The Day and Night After: Friday / Saturday
- I can't get over how nice my skin is. "Radiant" I think, catching myself staring at my face in the mirror while getting ready for work. :-) I'm looking forward to a breakfast that isn't kitchari, although I'm taking leftovers for lunch. I feel so grounded and balanced between both feet. I do a light jog at the gym. I am very mindful during my shower, and makeup application. I lost 2 lbs, but I don't care, given all the other benefits!
- I have another busy yet productive day at work. A few times I feel like I've helped people, and that makes me feel good.
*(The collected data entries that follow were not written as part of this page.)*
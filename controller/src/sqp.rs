use log::Level::Trace;
use osqp_wrapper::{Problem, Settings, Status};
use std::time::{Duration, Instant};

use prelude::*;
use crate::config::SolverSettings;
use crate::nlp::MpcProblem;
use crate::Error;

/// Sufficient decrease parameter of the merit line search
const ARMIJO: float = 1e-4;
const MIN_STEP_LENGTH: float = 1e-8;

#[derive(Clone, Debug)]
pub struct Solution {
    pub z: Vec<float>,
    pub cost: float,
    pub iterations: u32,
    pub elapsed: Duration,
}

pub trait NlpSolver {
    fn solve(&self, problem: &MpcProblem) -> Result<Solution, Error>;
}

/// Sequential quadratic programming with OSQP subproblems.
///
/// The cost hessian is used exactly and the constraint curvature is dropped, so every
/// subproblem is convex. Steps are globalised with a backtracking line search on the l1 merit
/// function `f(z) + mu |g(z)|_1`.
#[derive(Clone, Debug)]
pub struct Sqp {
    settings: SolverSettings,
}

impl Sqp {
    pub fn new(settings: SolverSettings) -> Sqp {
        Sqp { settings }
    }

    pub fn settings(&self) -> &SolverSettings {
        &self.settings
    }

    fn osqp_settings(&self) -> Settings {
        Settings::default()
            .verbose(log_enabled!(Trace))
            .polish(true)
            .warm_start(true)
            .eps_abs(self.settings.qp_tolerance)
            .eps_rel(self.settings.qp_tolerance)
            .max_iter(self.settings.qp_max_iterations)
    }
}

impl NlpSolver for Sqp {
    fn solve(&self, problem: &MpcProblem) -> Result<Solution, Error> {
        let _guard = start_guard("sqp solve");
        let start = Instant::now();
        let time_limit = self.settings.time_limit();
        let layout = problem.layout;
        let n_constraints = layout.n_constraints();
        let control_start = layout.control(0, 0);

        let P = problem.cost_hessian().build_csc();
        let q = problem.linear_cost();
        let (control_lo, control_hi) = problem.control_bounds();

        // Linearised constraints above simple bounds on the control steps
        let (J, J_block) = problem.jacobian_pattern();
        let n_controls = layout.n_controls();
        let mut A = sparse::vstack(&[
            J,
            sparse::hstack(&[
                sparse::zeros(n_controls, control_start),
                sparse::eye(n_controls),
            ]),
        ])
        .build_csc();

        let mut z = problem.initial_guess();
        let mut g = problem.constraints(&z);
        let mut cost = problem.cost(&z);

        let gradient = |z: &[float]| -> Vec<float> {
            P.symmetric_mul_vec(z)
                .iter()
                .zip(&q)
                .map(|(a, b)| a + b)
                .collect()
        };
        let bounds = |z: &[float], g: &[float]| -> (Vec<float>, Vec<float>) {
            let mut l = Vec::with_capacity(n_constraints + n_controls);
            let mut u = Vec::with_capacity(n_constraints + n_controls);
            l.extend(g.iter().map(|g| -g));
            u.extend(g.iter().map(|g| -g));
            let controls = &z[control_start..];
            l.extend(control_lo.iter().zip(controls).map(|(lo, z)| lo - z));
            u.extend(control_hi.iter().zip(controls).map(|(hi, z)| hi - z));
            (l, u)
        };

        A.set_block(&J_block, &problem.jacobian_values(&z));
        let mut grad = gradient(&z);
        let (l, u) = bounds(&z, &g);
        let mut qp = Problem::new(&P, &grad, &A, &l, &u, &self.osqp_settings())
            .map_err(|e| Error::QpSetup(format!("{:?}", e)))?;

        let mut mu: float = 1.0;

        for iteration in 1..=self.settings.max_iterations {
            let elapsed = start.elapsed();
            let remaining = match time_limit.checked_sub(elapsed) {
                Some(remaining) if remaining > Duration::from_secs(0) => remaining,
                _ => {
                    return Err(Error::SolverTimeout {
                        iterations: iteration - 1,
                        elapsed,
                    })
                }
            };
            qp.update_time_limit(Some(remaining));

            let (d, y) = match qp.solve() {
                Status::Solved(solution) | Status::SolvedInaccurate(solution) => {
                    (solution.x().to_vec(), solution.y().to_vec())
                }
                // The merit line search decides whether the unconverged step is any use
                Status::MaxIterationsReached(solution) => {
                    debug!("qp iteration limit reached in sqp iteration {}", iteration);
                    (solution.x().to_vec(), solution.y().to_vec())
                }
                Status::TimeLimitReached(_) => {
                    return Err(Error::SolverTimeout {
                        iterations: iteration,
                        elapsed: start.elapsed(),
                    })
                }
                status => {
                    return Err(Error::SolverNonConvergence {
                        iterations: iteration,
                        reason: qp_failure(&status).to_owned(),
                    })
                }
            };

            let line_search = start_guard("line search");
            let g_norm = norm_1(&g);
            mu = max(mu, 1.1 * norm_inf(&y[..n_constraints]));
            let merit = cost + mu * g_norm;
            // Directional derivative of the merit function along d
            let slope = min(dot(&grad, &d) - mu * g_norm, 0.0);

            let small_step = step_is_small(&z, &d, self.settings.step_tolerance);

            let mut alpha = 1.0;
            let (z_next, g_next, cost_next) = loop {
                let z_trial: Vec<float> = z.iter().zip(&d).map(|(z, d)| z + alpha * d).collect();
                let g_trial = problem.constraints(&z_trial);
                let cost_trial = problem.cost(&z_trial);
                let merit_trial = cost_trial + mu * norm_1(&g_trial);

                if small_step || merit_trial <= merit + ARMIJO * alpha * slope {
                    break (z_trial, g_trial, cost_trial);
                }

                alpha *= 0.5;
                if alpha < MIN_STEP_LENGTH {
                    return Err(Error::SolverNonConvergence {
                        iterations: iteration,
                        reason: "line search failed".to_owned(),
                    });
                }
            };

            if !cost_next.is_finite() || z_next.iter().chain(&g_next).any(|v| !v.is_finite()) {
                return Err(Error::SolverNonConvergence {
                    iterations: iteration,
                    reason: "non-finite iterate".to_owned(),
                });
            }

            line_search.end();

            z = z_next;
            g = g_next;
            cost = cost_next;

            let violation = norm_inf(&g);
            debug!(
                "sqp iteration {}: cost {:.6e} violation {:.3e} step {:.3e} alpha {} mu {:.3e}",
                iteration,
                cost,
                violation,
                norm_inf(&d),
                alpha,
                mu
            );

            // A full qp step that is already negligible means the previous iterate was stationary
            if violation <= self.settings.constraint_tolerance && small_step {
                return Ok(Solution {
                    z,
                    cost,
                    iterations: iteration,
                    elapsed: start.elapsed(),
                });
            }

            // Relinearise around the new iterate
            let _guard = start_guard("relinearise");
            grad = gradient(&z);
            A.set_block(&J_block, &problem.jacobian_values(&z));
            let (l, u) = bounds(&z, &g);
            qp.update_lin_cost(&grad);
            qp.update_A(&A);
            qp.update_bounds(&l, &u);
        }

        Err(Error::SolverNonConvergence {
            iterations: self.settings.max_iterations,
            reason: "iteration limit reached".to_owned(),
        })
    }
}

/// True when every component of the qp step `d` is within `tolerance` relative to `z`.
fn step_is_small(z: &[float], d: &[float], tolerance: float) -> bool {
    z.iter()
        .zip(d)
        .all(|(z, d)| d.abs() <= tolerance * (1.0 + z.abs()))
}

fn qp_failure(status: &Status) -> &'static str {
    match status {
        Status::PrimalInfeasible(_) | Status::PrimalInfeasibleInaccurate(_) => "qp infeasible",
        Status::DualInfeasible(_) | Status::DualInfeasibleInaccurate(_) => "qp unbounded",
        Status::NonConvex(_) => "qp non-convex",
        _ => "qp failed",
    }
}

#[cfg(test)]
mod tests {
    use super::*;
    use crate::config::ControllerConfig;
    use crate::nlp::{ACCELERATION, STEERING};
    use control_model::{ReferencePath, VehicleState};

    fn problem(config: &ControllerConfig, path: [float; 4], v: float) -> MpcProblem {
        let initial = VehicleState {
            v,
            cte: path[0],
            epsi: path[1].atan(),
            ..Default::default()
        };
        MpcProblem::new(config, ReferencePath::new(path), initial)
    }

    #[test]
    fn straight_path_at_reference_speed_needs_no_control() {
        let config = ControllerConfig::default();
        let problem = problem(&config, [0.0; 4], config.v_ref);

        let solution = Sqp::new(config.solver.clone()).solve(&problem).unwrap();

        for t in 0..problem.layout.N - 1 {
            let u = problem.layout.control_at(&solution.z, t);
            assert!(u.steering.abs() < 1e-4, "{:?}", u);
            assert!(u.acceleration.abs() < 1e-4, "{:?}", u);
        }
        assert!(solution.cost < 1e-3);
    }

    #[test]
    fn controls_respect_bounds_and_reproduce_states() {
        let config = ControllerConfig::default();
        // Well below the reference speed with the path off to the left
        let problem = problem(&config, [2.0, 0.0, 0.0, 0.0], 10.0);

        let solution = Sqp::new(config.solver.clone()).solve(&problem).unwrap();
        let layout = problem.layout;

        let tolerance = 1e-5;
        for t in 0..layout.N - 1 {
            let u = layout.control_at(&solution.z, t);
            assert!(u.steering.abs() <= config.max_steer + tolerance, "{:?}", u);
            assert!(u.acceleration.abs() <= config.max_throttle + tolerance, "{:?}", u);
        }
        assert!(solution.z[layout.control(STEERING, 0)] > 0.0);
        // Throttle saturates to close the speed gap
        assert!(solution.z[layout.control(ACCELERATION, 0)] > 0.9 * config.max_throttle);

        // Rolling the model forward with the returned controls reproduces the prediction
        let mut state = problem.initial;
        for t in 0..layout.N {
            if t > 0 {
                let u = layout.control_at(&solution.z, t - 1);
                state = problem.model.step(problem.dt, &state, &u, &problem.path);
            }
            let predicted = layout.state_at(&solution.z, t);
            for (a, b) in state.to_array().iter().zip(predicted.to_array().iter()) {
                assert!((a - b).abs() < 1e-2, "t {}: {:?} {:?}", t, state, predicted);
            }
        }
    }

    #[test]
    fn large_offset_saturates_steering_within_bounds() {
        let config = ControllerConfig::default();
        // Path 8m to the left and heading further away
        let problem = problem(&config, [8.0, 0.3, 0.0, 0.0], 20.0);

        let solution = Sqp::new(config.solver.clone()).solve(&problem).unwrap();
        let layout = problem.layout;

        let tolerance = 1e-5;
        let mut saturated = 0;
        for t in 0..layout.N - 1 {
            let steering = layout.control_at(&solution.z, t).steering;
            assert!(steering.abs() <= config.max_steer + tolerance, "t {}: {}", t, steering);
            if steering > config.max_steer - 1e-3 {
                saturated += 1;
            }
        }
        assert!(saturated >= 1, "{:?}", layout.control_at(&solution.z, 0));
    }

    #[test]
    fn converged_controls_match_tight_tolerance_solve() {
        let config = ControllerConfig::default();
        let problem = problem(&config, [5.0, 0.2, 0.01, 0.0], 40.0);
        let loose = Sqp::new(config.solver.clone()).solve(&problem).unwrap();

        let mut tight = config.solver.clone();
        tight.step_tolerance = 1e-7;
        tight.constraint_tolerance = 1e-8;
        tight.qp_tolerance = 1e-8;
        tight.max_iterations = 200;
        tight.time_limit = 10.0;
        let tight = Sqp::new(tight).solve(&problem).unwrap();

        let layout = problem.layout;
        for &c in [STEERING, ACCELERATION].iter() {
            let (a, b) = (loose.z[layout.control(c, 0)], tight.z[layout.control(c, 0)]);
            assert!((a - b).abs() < 1e-4, "control {}: {} vs {}", c, a, b);
        }
        assert!(loose.iterations <= tight.iterations);
    }

    #[test]
    fn small_step_is_relative_per_component() {
        let z = [200.0, 0.1];
        assert!(step_is_small(&z, &[1e-2, 1e-5], 1e-4));
        // A position scale must not hide a control step
        assert!(!step_is_small(&z, &[0.0, 1e-3], 1e-4));
    }

    #[test]
    fn exhausted_time_budget_is_a_timeout() {
        let mut config = ControllerConfig::default();
        config.solver.time_limit = 1e-9;
        let problem = problem(&config, [1.0, 0.0, 0.0, 0.0], 10.0);

        match Sqp::new(config.solver.clone()).solve(&problem) {
            Err(Error::SolverTimeout { .. }) => (),
            other => panic!("unexpected {:?}", other),
        }
    }

    #[test]
    fn iteration_limit_is_non_convergence() {
        let mut config = ControllerConfig::default();
        config.solver.max_iterations = 1;
        let problem = problem(&config, [5.0, 0.2, 0.01, 0.0], 40.0);

        match Sqp::new(config.solver.clone()).solve(&problem) {
            Err(Error::SolverNonConvergence { iterations, .. }) => assert_eq!(iterations, 1),
            other => panic!("unexpected {:?}", other),
        }
    }
}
- My husband and I have a nice dinner out. I immediately divide my plate into the two portions it is, take half home, and have chocolate yogurt at home for dessert (proper portions). I pack a Sensible Medley snack and get ready to head out to Boston Tea Party for some dancing.
- I feel good listening to a friend while driving to the dance, and enjoy seeing people. I dance with a very sweet old man who tries to teach me how to Mambo on the West Coast Swing dance floor. I don't turn a single leader down, and I'm having a nice time.
- Around midnight, my ego comes out in full force, though I only recognize it after the fact. Disappointed but comforting myself with some compassion, I decide to head out. I manage to meditate and do alternate nostril breathing before finally getting to sleep around 1am.
- I wake up naturally at 5:20am, try to go back to sleep, and am up again at 5:45. I do my regular morning routine, but I have a headache and feel cranky, short of breath, dehydrated (even after drinking tons of water last night) and antsy. I feel like this just re-affirms the choices I've made over the last few months, and predict that my dance career may remain on hold for awhile.